Once the line containing "the semester planner" is found, set down that line and each one after it exactly, through the end of the entries.
━━━━━ Input material ━━━━━
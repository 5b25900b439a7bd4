//! Domain types for the semester planner
//!
//! Catalog facts ([`Course`]) are immutable once loaded; planning state
//! ([`PlannedCourse`]) is created copy-on-place and lives inside exactly one
//! [`Semester`] at a time. The [`Plan`] is the unit of persistence.

mod course;
mod plan;
mod semester;
mod violation;

pub use course::{grade_points, Course, CourseStatus, CourseType, PlannedCourse, Term};
pub use plan::{Major, OnboardingData, Plan, StudentProfile};
pub use semester::Semester;
pub use violation::{ConstraintViolation, Severity};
━━━━━
== Final answer ==
//! Domain types for the semester planner
//!
//! Catalog facts ([`Course`]) are immutable once loaded; planning state
//! ([`PlannedCourse`]) is created copy-on-place and lives inside exactly one
//! [`Semester`] at a time. The [`Plan`] is the unit of persistence.

mod course;
mod plan;
mod semester;
mod violation;

pub use course::{grade_points, Course, CourseStatus, CourseType, PlannedCourse, Term};
pub use plan::{Major, OnboardingData, Plan, StudentProfile};
pub use semester::Semester;
pub use violation::{ConstraintViolation, Severity};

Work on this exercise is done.